Melancholy and Joy

I am continuing to think about the disconnect between two of my own posts. Perhaps these posts together speak to the emotional rollercoaster that was this presidential election — even for someone who is only really invested at a cultural level.

The first post, on Frank Wilderson’s Afropessimism, describes the potentials to be found within dejection and a self-aware political nihilism. The second takes a moment to bask in the joy of Trump’s defeat regardless.

On Twitter, the tension between these two positions has been palpable. Protesters in Washington’s Black Lives Matter Plaza have already begun calling out those who have descended on their space of mourning, which they have occupied for sixty days, for one night of partying. “Where were you all”, they seem to say, “when we were here doing the hard work?”

I sense the same tension on my own timeline. There was a long comment left on yesterday’s post, claiming the democrats shouldn’t have won and all the reasons why… I think… It’s a ramble that I had a hard time making sense of, unfortunately.

I think the main issue here is that we are once again disarticulating the cultural response from the political reality. To speak of politics and joy seems uncontroversial, but the issue that lurks underneath here is that the left understands politics to be innately melancholic. Was the point missed yesterday when I wrote: “By all means retain your critical eye, but your hard nose helps no one, least of all the left”?

Left melancholia understands that politics is melancholy. If you’re not coming from a downtrodden place, it’s not politics proper. But the point to be made is that melancholy and joy are not polar opposites; they’re not conflicting modes of engagement. They are affects that are often entwined, and doing justice to both is always the best way forwards. Disavowing one in favour of the other does nothing. (And it is worth noting that that potential to undermine runs both ways.)

Consider that, whilst many of the critiques of the incumbent office are coming from black people, who see that nothing has changed and expect nothing to change, much of the joy seems to be coming from that same direction. Black culture has long been exemplary in this regard. Melancholy and joy exist side-by-side — uncomfortably, yes, but in a way that has often produced cultural and political change — and, if not change, at the very least a certain momentum, and a belief that cultural change can prefigure political change.

Some responses to this implicit suggestion on Twitter remained cynical.

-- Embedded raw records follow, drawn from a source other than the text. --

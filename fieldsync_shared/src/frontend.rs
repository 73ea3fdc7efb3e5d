//! Frontend loop.
//!
//! Stands in for the window loop: every frame it samples local input, writes the local player's
//! placement into the world, and draws all four players from a snapshot. The world behind it is
//! either a client replica (`SharedWorld`) or the host's authority handle.

use std::time::Duration;

use async_trait::async_trait;
use tokio::{sync::watch, time::MissedTickBehavior};
use tracing::{debug, info};

use crate::{
    input::PositionSource,
    math::Matrix,
    render::RenderBackend,
    world::{PlayerId, SharedWorld, World},
};

/// The frontend's access to a world.
#[async_trait]
pub trait WorldView: Send + Sync {
    /// Writes the local player's placement.
    async fn set_local(&self, id: PlayerId, draw_matrix: Matrix) -> anyhow::Result<()>;

    /// Current state of all four players.
    async fn snapshot(&self) -> anyhow::Result<World>;
}

#[async_trait]
impl WorldView for SharedWorld {
    async fn set_local(&self, id: PlayerId, draw_matrix: Matrix) -> anyhow::Result<()> {
        self.set_matrix(id, draw_matrix);
        Ok(())
    }

    async fn snapshot(&self) -> anyhow::Result<World> {
        Ok(SharedWorld::snapshot(self))
    }
}

/// Runs one frame.
pub async fn draw_frame<V, P, R>(
    view: &V,
    local: PlayerId,
    source: &mut P,
    renderer: &mut R,
    dt: f64,
) -> anyhow::Result<()>
where
    V: WorldView + ?Sized,
    P: PositionSource + ?Sized,
    R: RenderBackend + ?Sized,
{
    if let Some(pos) = source.sample(dt) {
        view.set_local(local, Matrix::at(pos)).await?;
    }
    let world = view.snapshot().await?;
    renderer.begin_frame();
    for player in world.iter() {
        renderer.draw_player(player.id, &player.draw_matrix);
    }
    renderer.end_frame();
    Ok(())
}

/// Runs frames at `frame_interval` until `shutdown` flips to `true`. Returns the frame count.
pub async fn run_frontend<V, P, R>(
    view: &V,
    local: PlayerId,
    source: &mut P,
    renderer: &mut R,
    frame_interval: Duration,
    mut shutdown: watch::Receiver<bool>,
) -> anyhow::Result<u64>
where
    V: WorldView + ?Sized,
    P: PositionSource + ?Sized,
    R: RenderBackend + ?Sized,
{
    info!(player = %local, "frontend running");
    let mut ticker = tokio::time::interval(frame_interval);
    ticker.set_missed_tick_behavior(MissedTickBehavior::Skip);
    let dt = frame_interval.as_secs_f64();
    let mut frames = 0u64;

    loop {
        tokio::select! {
            _ = ticker.tick() => {
                draw_frame(view, local, source, renderer, dt).await?;
                frames += 1;
            }
            changed = shutdown.changed() => {
                if changed.is_err() || *shutdown.borrow() {
                    break;
                }
            }
        }
    }

    debug!(frames, "frontend stopped");
    Ok(frames)
}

Steven Pinker doing a geriatric Charleston in celebration of Biden victory is a cringeworthy sight but why should that undermine a joyful response for anyone else?

It shouldn’t, but I understand the implicit suggestion: celebrations and positive affirmations can exemplify the dreamwork of capitalist realism in action. (This was something that came up in the reading group around Postcapitalist Desire run by Bristol Transformed.)

Top Cop Kamala Harris isn’t representative of any sort of progressive change. In fact, it’s why she did so poorly in her initial presidential run. Her law-and-order violence used against citizens in his district made her a non-starter for many, and yet now she’s being hailed as an identity politics slam-dunk — the first woman and the first woman of colour to hold the vice presidency.

How did we get from constantly ridiculing Harris as an inept politician and a useful idiot for the Democratic party’s reactionary tendencies to celebrating her most recent success? That’s not a rhetorical question but an important one. Pointing out that her presidential campaign was a mess demonstrates nothing more than you remember 2019. The questions are how has her reputation changed and why? In seeing how that public reception has turned on a dime, we can see the machinations of capitalist realism as they continue to operate.

To see the prize piled onto her a vice president-elect is to see the dreamwork of capitalist realism in action right before our eyes. It is to see the vulnerabilities and incompetencies of a Biden/Harris ticket wallpapered over in real time. Granted, there’s nothing to celebrate there.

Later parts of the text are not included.